Ces dynamiques créent un effet d’entraînement positif dans tout le secteur. Les chaînes d’approvisionnement deviennent plus transparentes, les données sont interconnectées, la vitesse de traitement augmente, les coûts diminuent et les entreprises sont en mesure de prouver leur conformité environnementale pour accéder aux marchés les plus exigeants.
La logistique verte façonne l’avenir concurrentiel de l’économie numérique
La logistique verte et la numérisation constituent également les fondations permettant de renforcer la marque nationale. Un pays doté d’un système logistique moderne, transparent et respectueux de l’environnement aura davantage de chances d’accroître la valeur de ses exportations, d’élargir ses marchés et de s’intégrer plus profondément dans les chaînes d’approvisionnement mondiales. Il s’agit d’un facteur clé pour que le Vietnam passe du statut de pays sous-traitant à celui de partenaire stratégique dans le commerce international.
Selon le Professeur associé, Docteur Bui Quang Tuan, directeur de l’Institut d’Économie du Vietnam, la transition verte et la transformation numérique constituent des tendances objectives de l’économie moderne. De là, le passage au modèle d’économie circulaire devient un prolongement naturel. Toutefois, l’économie circulaire exige des standards très élevés en matière de technologies, de gouvernance et de conditions opérationnelles, autant d’éléments pour lesquels le Vietnam présente encore un écart considérable par rapport aux exigences réelles.
Le secteur logistique mondial évolue rapidement avec pour objectif la numérisation et le verdissement des chaînes d’approvisionnement.
Selon lui, pour transformer le modèle linéaire en modèle circulaire, il faut commencer dès la conception au sein des zones industrielles. La structure de production doit être organisée de manière à ce que les déchets ou sous-produits d’une entreprise deviennent les intrants d’une autre. Cela n’est possible que si une conception globale et synchronisée est mise en place , cela demeure actuellement un goulot d’étranglement majeur au Vietnam.

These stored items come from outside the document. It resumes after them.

/// ARIA roles that make an arbitrary element interactive.
const INTERACTIVE_ROLES: &[&str] = &[
    "button", "link", "checkbox", "radio", "textbox", "combobox", "listbox", "option",
    "menuitem", "tab", "switch", "searchbox", "slider", "spinbutton", "treeitem",
];

/// Form controls whose inner text is a label, not page content.
const CONTROL_TAGS: &[&str] = &["button", "select", "textarea", "option", "input"];

#[derive(Clone, Debug)]
pub struct SimplifierConfig {
    pub max_elements: usize,
    pub max_fragments: usize,
    pub max_label_chars: usize,
    pub max_fragment_chars: usize,
    /// Wait before the single retry of an unreadable page.
    pub retry_delay: Duration,
    pub capture_timeout: Duration,
}

impl Default for SimplifierConfig {
    fn default() -> Self {
        Self {
            max_elements: 150,
            max_fragments: 200,
            max_label_chars: 80,
            max_fragment_chars: 200,
            retry_delay: Duration::from_millis(750),
            capture_timeout: Duration::from_secs(10),
        }
    }
}

#[derive(Clone, Debug, PartialEq, Eq, Serialize, Deserialize)]
pub struct InteractiveElement {
    pub index: usize,
    pub role: String,
    pub locator: Locator,
    pub label: String,
}

#[derive(Clone, Debug, PartialEq, Eq, Serialize, Deserialize)]
pub struct ContentFragment {
    pub text: String,
    pub link: Option<String>,
}

#[derive(Clone, Debug, PartialEq, Eq, Serialize, Deserialize)]
pub struct SimplifiedPage {
    pub url: String,
    pub title: Option<String>,
    pub elements: Vec<InteractiveElement>,
    pub fragments: Vec<ContentFragment>,
    /// Set when elements or fragments were dropped to respect the size bounds.
    pub truncated: bool,
}

impl SimplifiedPage {
    pub fn contains(&self, locator: &Locator) -> bool {
        self.elements.iter().any(|e| &e.locator == locator)
    }

    /// Rejects actions that name a locator this snapshot never offered.
    pub fn validate(&self, action: &Action) -> Result<(), PlanningError> {
        match action.target() {
            Some(locator) if !self.contains(locator) => {
                Err(PlanningError::InvalidReference(locator.clone()))
            }
            _ => Ok(()),
        }
    }

    /// Text form submitted to the reasoning service.
    pub fn render(&self) -> String {
        let mut out = String::new();
        let _ = writeln!(out, "URL: {}", self.url);
        if let Some(title) = &self.title {
            let _ = writeln!(out, "TITLE: {title}");
        }
        out.push_str("\nINTERACTIVE ELEMENTS (use the locator exactly as shown):\n");
        if self.elements.is_empty() {
            out.push_str("(none)\n");
        }
        for el in &self.elements {
            let _ = writeln!(out, "[{}] {} {:?} locator=`{}`", el.index, el.role, el.label, el.locator);
        }
        out.push_str("\nPAGE TEXT:\n");
        for frag in &self.fragments {
            match &frag.link {
                Some(link) => {
                    let _ = writeln!(out, "- {} (link: {})", frag.text, link);
                }
                None => {
                    let _ = writeln!(out, "- {}", frag.text);
                }
            }
        }
        if self.truncated {
            out.push_str("\n(page truncated to fit the size limit)\n");
        }
        out
    }
}

pub struct PageSimplifier {
    cfg: SimplifierConfig,
}

impl Default for PageSimplifier {
    fn default() -> Self {
        Self::new(SimplifierConfig::default())
    }
}

impl PageSimplifier {
    pub fn new(cfg: SimplifierConfig) -> Self {
        Self { cfg }
    }

    /// Capture and simplify the live page, retrying once after a short wait.
    pub async fn observe<C>(&self, computer: &C) -> Result<SimplifiedPage, SimplificationError>
    where
        C: Computer + ?Sized,
    {
        match self.capture(computer).await {
            Ok(tree) => return Ok(self.simplify(&tree)),
            Err(err) => {
                warn!(error = %err, "page unreadable, retrying once");
                tokio::time::sleep(self.cfg.retry_delay).await;
            }
        }
        let tree = self
            .capture(computer)
            .await
            .map_err(|e| SimplificationError::PageUnavailable(e.to_string()))?;
        Ok(self.simplify(&tree))
    }

    async fn capture<C>(&self, computer: &C) -> Result<PageTree, ComputerError>
    where
        C: Computer + ?Sized,
    {
        tokio::time::timeout(self.cfg.capture_timeout, computer.page_tree())
            .await
            .map_err(|_| ComputerError::Timeout(self.cfg.capture_timeout))?
    }

    /// Pure projection of a captured tree. Same tree in, same page out.
    pub fn simplify(&self, tree: &PageTree) -> SimplifiedPage {
        let mut id_counts = HashMap::new();
        count_ids(&tree.root, &mut id_counts);

        let mut walk = Walk {
            cfg: &self.cfg,
            base_url: &tree.url,
            id_counts,
            elements: Vec::new(),
            fragments: Vec::new(),
            truncated: false,
        };
        let root_path = walk.own_selector(&tree.root, None, &tree.root.tag);
        walk.visit(&tree.root, &root_path, None, false);

        debug!(
            url = %tree.url,
            elements = walk.elements.len(),
            fragments = walk.fragments.len(),
            truncated = walk.truncated,
            "page simplified"
        );
        SimplifiedPage {
            url: tree.url.clone(),
            title: tree.title.as_deref().map(collapse_whitespace).filter(|t| !t.is_empty()),
            elements: walk.elements,
            fragments: walk.fragments,
            truncated: walk.truncated,
        }
    }
}
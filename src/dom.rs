//! Structural page tree as captured from the live document.
//!
//! The browser serializes `document.documentElement` into this shape; the
//! simplifier and scraper only ever read it.

use serde::{Deserialize, Serialize};
use std::collections::BTreeMap;

/// Subtrees that never carry decision-relevant content.
const NOISE_TAGS: &[&str] = &[
    "script", "style", "svg", "path", "head", "meta", "noscript", "footer", "link", "iframe",
    "template", "canvas",
];

#[derive(Clone, Debug, PartialEq, Serialize, Deserialize)]
pub struct PageTree {
    pub url: String,
    #[serde(default)]
    pub title: Option<String>,
    pub root: Element,
}

#[derive(Clone, Debug, PartialEq, Serialize, Deserialize)]
#[serde(tag = "kind", rename_all = "snake_case")]
pub enum DomNode {
    Element(Element),
    Text { text: String },
}

impl DomNode {
    pub fn text(text: impl Into<String>) -> Self {
        DomNode::Text { text: text.into() }
    }
}

#[derive(Clone, Debug, PartialEq, Serialize, Deserialize)]
pub struct Element {
    pub tag: String,
    #[serde(default)]
    pub attrs: BTreeMap<String, String>,
    #[serde(default = "visible_by_default")]
    pub visible: bool,
    /// The live document holds more than one element with this id, some of
    /// which may not appear in the captured tree.
    #[serde(default)]
    pub shared_id: bool,
    #[serde(default)]
    pub children: Vec<DomNode>,
}

fn visible_by_default() -> bool {
    true
}

impl From<Element> for DomNode {
    fn from(el: Element) -> Self {
        DomNode::Element(el)
    }
}

impl Element {
    pub fn new(tag: impl Into<String>) -> Self {
        Self {
            tag: tag.into().to_ascii_lowercase(),
            attrs: BTreeMap::new(),
            visible: true,
            shared_id: false,
            children: Vec::new(),
        }
    }

    pub fn attr(mut self, name: impl Into<String>, value: impl Into<String>) -> Self {
        self.attrs.insert(name.into(), value.into());
        self
    }

    pub fn child(mut self, node: impl Into<DomNode>) -> Self {
        self.children.push(node.into());
        self
    }

    pub fn with_text(self, text: impl Into<String>) -> Self {
        self.child(DomNode::text(text))
    }

    pub fn hidden(mut self) -> Self {
        self.visible = false;
        self
    }

    pub fn with_shared_id(mut self) -> Self {
        self.shared_id = true;
        self
    }

    pub fn get(&self, name: &str) -> Option<&str> {
        self.attrs.get(name).map(String::as_str)
    }

    /// True for subtrees the agent never looks into.
    pub fn is_noise(&self) -> bool {
        !self.visible || NOISE_TAGS.contains(&self.tag.as_str())
    }

    /// Child elements in document order.
    pub fn elements(&self) -> impl Iterator<Item = &Element> {
        self.children.iter().filter_map(|c| match c {
            DomNode::Element(el) => Some(el),
            DomNode::Text { .. } => None,
        })
    }

    /// Visible text of the subtree with whitespace collapsed.
    pub fn text_content(&self) -> String {
        let mut raw = String::new();
        self.collect_text(&mut raw);
        collapse_whitespace(&raw)
    }

    fn collect_text(&self, out: &mut String) {
        for child in &self.children {
            match child {
                DomNode::Text { text } => {
                    out.push_str(text);
                    out.push(' ');
                }
                DomNode::Element(el) if !el.is_noise() => el.collect_text(out),
                DomNode::Element(_) => {}
            }
        }
    }

    /// `href` of the first visible anchor below this element.
    pub fn first_descendant_href(&self) -> Option<&str> {
        for el in self.elements() {
            if el.is_noise() {
                continue;
            }
            if let Some(href) = el.navigable_href() {
                return Some(href);
            }
            if let Some(href) = el.first_descendant_href() {
                return Some(href);
            }
        }
        None
    }

    /// `href` of this element when it is an anchor pointing somewhere real.
    pub fn navigable_href(&self) -> Option<&str> {
        if self.tag != "a" {
            return None;
        }
        let href = self.get("href")?.trim();
        let lower = href.to_ascii_lowercase();
        if href.is_empty() || href == "#" || lower.starts_with("javascript:") {
            return None;
        }
        Some(href)
    }
}

pub fn collapse_whitespace(s: &str) -> String {
    s.split_whitespace().collect::<Vec<_>>().join(" ")
}

/// Cut `s` to at most `max` chars, marking the cut with an ellipsis.
pub fn truncate_chars(s: &str, max: usize) -> String {
    if s.chars().count() <= max {
        return s.to_string();
    }
    let mut out: String = s.chars().take(max.saturating_sub(1)).collect();
    out.push('…');
    out
}

/// Resolve `href` against the page URL; falls back to the raw value.
pub fn resolve_link(base: &str, href: &str) -> String {
    url::Url::parse(base)
        .and_then(|b| b.join(href))
        .map(|u| u.to_string())
        .unwrap_or_else(|_| href.to_string())
}
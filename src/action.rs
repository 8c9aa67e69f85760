use serde::{Deserialize, Serialize};
use std::fmt;

/// CSS selector that re-finds one interactive element on the live page.
#[derive(Clone, Debug, PartialEq, Eq, Hash, Serialize, Deserialize)]
#[serde(transparent)]
pub struct Locator(String);

impl Locator {
    pub fn new(selector: impl Into<String>) -> Self {
        Self(selector.into())
    }

    pub fn as_str(&self) -> &str {
        &self.0
    }
}

impl fmt::Display for Locator {
    fn fmt(&self, f: &mut fmt::Formatter<'_>) -> fmt::Result {
        f.write_str(&self.0)
    }
}

#[derive(Clone, Copy, Debug, PartialEq, Eq, Serialize, Deserialize)]
#[serde(rename_all = "snake_case")]
pub enum ScrollDirection {
    Up,
    Down,
}

impl ScrollDirection {
    /// Vertical pixel delta for one scroll step.
    pub fn delta(self) -> i64 {
        match self {
            ScrollDirection::Up => -600,
            ScrollDirection::Down => 600,
        }
    }
}

/// The closed set of moves the planner may choose.
#[derive(Clone, Debug, PartialEq, Eq, Serialize, Deserialize)]
#[serde(tag = "type", rename_all = "snake_case")]
pub enum Action {
    Click { target: Locator },
    Type { into: Locator, text: String },
    Scroll { direction: ScrollDirection },
    Scrape { finish_after: bool },
    Finish { reason: String },
}

impl Action {
    /// Locator the action acts on, if any.
    pub fn target(&self) -> Option<&Locator> {
        match self {
            Action::Click { target } => Some(target),
            Action::Type { into, .. } => Some(into),
            Action::Scroll { .. } | Action::Scrape { .. } | Action::Finish { .. } => None,
        }
    }

    /// Short one-line description used in planner history and logs.
    pub fn describe(&self) -> String {
        match self {
            Action::Click { target } => format!("click {target}"),
            Action::Type { into, text } => format!("typed {text:?} into {into}"),
            Action::Scroll { direction } => match direction {
                ScrollDirection::Up => "scroll up".to_string(),
                ScrollDirection::Down => "scroll down".to_string(),
            },
            Action::Scrape { finish_after: true } => "scrape then finish".to_string(),
            Action::Scrape { finish_after: false } => "scrape".to_string(),
            Action::Finish { reason } => format!("finish ({reason})"),
        }
    }
}

#[derive(Clone, Debug, PartialEq, Eq, Serialize, Deserialize)]
#[serde(tag = "status", rename_all = "snake_case")]
pub enum Outcome {
    Succeeded,
    Failed { reason: String },
}

impl Outcome {
    pub fn failed(reason: impl Into<String>) -> Self {
        Outcome::Failed { reason: reason.into() }
    }

    pub fn is_success(&self) -> bool {
        matches!(self, Outcome::Succeeded)
    }
}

Lors du Forum Logistics Vietnam 2025 organisé à Da Nang, le Premier ministre Pham Minh Chinh a souligné que le Vietnam bénéficie d’un avantage géopolitique important, mais que les investissements dans la logistique restent dispersés. Dans les temps à venir, le pays devra développer des infrastructures de services logistiques vertes et numériques, construire des centres logistiques intelligents, renforcer l’interconnexion des données entre entreprises, autorités de gestion, banques, assurances et système douanier. Il est également nécessaire de développer des ressources humaines de haute qualité et de soutenir les entreprises capables de s’implanter sur les marchés régionaux et internationaux.
Lorsque ces orientations seront mises en œuvre de manière cohérente, la logistique verte ne sera plus seulement une exigence mais deviendra une valeur fondamentale, un marqueur de l’identité de la marque nationale vietnamienne dans la nouvelle décennie. Un avenir où l’économie fonctionnera sur un système logistique intelligent, économe en énergie, à faibles émissions et hautement compétitif est en train de se dessiner. Le Vietnam dispose de toutes les conditions pour entrer dans une nouvelle ère de logistique durable et affirmer sa position sur la carte économique régionale.